> _DIRECTIONS_
Give again only those lines from the start of the entries through the line holding "after every event.", leaving them as they are.

> _ENTRIES PROVIDED_
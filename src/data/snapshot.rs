//! Point-in-time view of everything the presentation layer shows.

use std::collections::BTreeMap;
use std::io::Write;
use std::path::Path;

use auralink_types::{AuxChannel, ConnectionState, SensorKey};
use serde::Serialize;

use super::{AuxiliaryLatest, SensorReadings, TimeSeriesWindow};
use crate::connection::SubscriptionStatus;

/// Immutable copy of the dashboard state, published after every event.
#[derive(Debug, Clone, Default, PartialEq, Serialize)]
pub struct DashboardSnapshot {
    pub state: ConnectionState,
    /// Human readable status, e.g. "Connected" or "Another Instance Active".
    pub status: String,
    /// Connection has settled. Refresh requests only need a connection,
    /// stable or not; see [`ConnectionState::is_connected`].
    pub stable: bool,
    /// Chart x-axis labels, oldest first.
    pub labels: Vec<String>,
    /// One series per sensor, aligned with `labels`.
    pub series: BTreeMap<SensorKey, Vec<Option<f64>>>,
    /// Raw last payload per sensor.
    pub readings: BTreeMap<SensorKey, String>,
    /// Every auxiliary channel, placeholders where nothing arrived yet.
    pub auxiliary: BTreeMap<AuxChannel, String>,
    pub subscriptions: BTreeMap<String, SubscriptionStatus>,
}

impl DashboardSnapshot {
    pub fn capture(
        state: ConnectionState,
        window: &TimeSeriesWindow,
        readings: &SensorReadings,
        auxiliary: &AuxiliaryLatest,
        subscriptions: &BTreeMap<String, SubscriptionStatus>,
    ) -> Self {
        Self {
            state,
            status: state.label().to_string(),
            stable: state.is_stable(),
            labels: window.labels(),
            series: SensorKey::ALL
                .iter()
                .map(|&key| (key, window.series(key)))
                .collect(),
            readings: readings.to_map(),
            auxiliary: AuxChannel::ALL
                .iter()
                .map(|&ch| (ch, auxiliary.get_or_placeholder(ch).to_string()))
                .collect(),
            subscriptions: subscriptions.clone(),
        }
    }

    /// Number of subscriptions the broker confirmed.
    pub fn active_subscriptions(&self) -> usize {
        self.subscriptions
            .values()
            .filter(|s| **s == SubscriptionStatus::Active)
            .count()
    }

    /// Write the snapshot as pretty JSON.
    pub fn export(&self, path: &Path) -> anyhow::Result<()> {
        let json = serde_json::to_string_pretty(self)?;
        let mut file = std::fs::File::create(path)?;
        file.write_all(json.as_bytes())?;
        Ok(())
    }
}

> _RESULT_
filename src/data/snapshot.rs
//! Point-in-time view of everything the presentation layer shows.

use std::collections::BTreeMap;
use std::io::Write;
use std::path::Path;

use auralink_types::{AuxChannel, ConnectionState, SensorKey};
use serde::Serialize;

use super::{AuxiliaryLatest, SensorReadings, TimeSeriesWindow};
use crate::connection::SubscriptionStatus;

/// Immutable copy of the dashboard state, published after every event.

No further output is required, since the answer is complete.